Abyssal Slope Currents

TL;DR

This paper investigates the dynamics of abyssal slope currents, revealing prograde mean flows, buoyancy fluxes, and boundary layer processes in the deep ocean, especially in the Western Mediterranean Sea, highlighting their role in global thermohaline circulation.

Contribution

It introduces a new understanding of slope-driven mean flows, buoyancy fluxes, and boundary layer processes, supported by a novel one-dimensional model for stratified, topostrophic boundary layers.

Findings

Prograde mean flows are prevalent on topographic slopes in the deep ocean.

Buoyancy fluxes induce local buoyancy increases and decreases near the slope.

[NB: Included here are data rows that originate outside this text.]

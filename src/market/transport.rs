use crate::error::MarketError;
use async_trait::async_trait;
use futures_util::stream::{self, Stream};
use futures_util::StreamExt;
use std::pin::Pin;
use tokio::net::TcpStream;
use tokio_tungstenite::tungstenite::protocol::WebSocketConfig;
use tokio_tungstenite::tungstenite::Message;
use tokio_tungstenite::{connect_async_with_config, MaybeTlsStream, WebSocketStream};
use tracing::debug;

pub const CLOSE_NORMAL: u16 = 1000;

type WsStream = WebSocketStream<MaybeTlsStream<TcpStream>>;

/// What the connection driver sees of a socket. A stream always ends with
/// exactly one `Closed`.
#[derive(Debug, Clone, PartialEq, Eq)]
pub enum SocketEvent {
    Text(String),
    /// `code` is `None` when the socket dropped without a close frame.
    Closed { code: Option<u16>, reason: String },
}

impl SocketEvent {
    pub fn is_normal_close(&self) -> bool {
        matches!(self, Self::Closed { code: Some(CLOSE_NORMAL), .. })
    }
}

pub type FrameStream = Pin<Box<dyn Stream<Item = SocketEvent> + Send>>;

/// Opens one read-side socket for a stream URL.
#[async_trait]
pub trait Connector: Send + Sync + 'static {
    async fn connect(&self, url: &str) -> Result<FrameStream, MarketError>;
}

#[derive(Debug, Clone)]
pub struct TungsteniteConnector {
    max_message_size: usize,
    max_frame_size: usize,
}

impl Default for TungsteniteConnector {
    fn default() -> Self {
        Self {
            max_message_size: 64 << 20,
            max_frame_size: 16 << 20,
        }
    }
}

#[async_trait]
impl Connector for TungsteniteConnector {
    async fn connect(&self, url: &str) -> Result<FrameStream, MarketError> {
        let ws_config = WebSocketConfig {
            max_message_size: Some(self.max_message_size),
            max_frame_size: Some(self.max_frame_size),
            ..Default::default()
        };

        let (ws, response) = connect_async_with_config(url, Some(ws_config), true).await?;
        debug!(url, status = %response.status(), "websocket handshake complete");
        Ok(Box::pin(socket_events(ws)))
    }
}

fn socket_events(ws: WsStream) -> impl Stream<Item = SocketEvent> + Send {
    stream::unfold(Some(ws), |state| async move {
        let mut ws = state?;
        loop {
            let event = match ws.next().await {
                Some(Ok(Message::Text(text))) => return Some((SocketEvent::Text(text), Some(ws))),
                Some(Ok(Message::Binary(payload))) => match String::from_utf8(payload) {
                    Ok(text) => return Some((SocketEvent::Text(text), Some(ws))),
                    Err(_) => {
                        debug!("dropping non-utf8 binary frame");
                        continue;
                    }
                },
                Some(Ok(Message::Close(frame))) => {
                    let (code, reason) = match frame {
                        Some(frame) => (Some(u16::from(frame.code)), frame.reason.into_owned()),
                        None => (None, String::new()),
                    };
                    SocketEvent::Closed { code, reason }
                }
                Some(Ok(_)) => continue,
                Some(Err(error)) => SocketEvent::Closed {
                    code: None,
                    reason: error.to_string(),
                },
                None => SocketEvent::Closed {
                    code: None,
                    reason: "stream ended".to_string(),
                },
            };
            return Some((event, None));
        }
    })
}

A new boundary layer model explains the observed flow and buoyancy structures.

Abstract

Realistic computational simulations in different oceanic basins reveal prevalent prograde mean flows (i.e. in the direction of topographic Rossby wave propagation along isobaths; a.k.a. topostrophy) on topographic slopes in the deep ocean, consistent with the barotropic theory of eddy-driven mean flows. Attention is focused on the Western Mediterranean Sea with strong currents and steep topography. These prograde mean currents induce an opposing bottom drag stress and thus a turbulent boundary-layer mean flow in the downhill direction, evidenced by a near-bottom negative mean vertical velocity. The slope-normal profile of diapycnal buoyancy mixing results in down-slope mean advection near the bottom (a tendency to locally increase the mean buoyancy) and up-slope buoyancy mixing (a tendency to decrease buoyancy) with associated buoyancy fluxes across the mean isopycnal surfaces (diapycnal downwelling). In the upper part of the boundary layer and nearby interior, the diapycnal turbulent buoyancy flux divergence reverses sign (diapycnal upwelling), with upward Eulerian mean buoyancy advection across isopycnal surfaces. These near-slope tendencies abate with further distance from the boundary. An along-isobath mean momentum balance shows an advective acceleration and a bottom-drag retardation of the prograde flow. The eddy buoyancy advection is significant near the slope, and the associated eddy potential energy conversion is negative, consistent with mean vertical shear flow generation for the eddies. This cross-isobath flow structure differs from previous proposals, and a new one-dimensional model is constructed for a topostrophic, stratified, slope bottom boundary layer. The broader issue of the return pathways of the global thermohaline circulation remains open, but the abyssal slope region is likely to play a dominant role.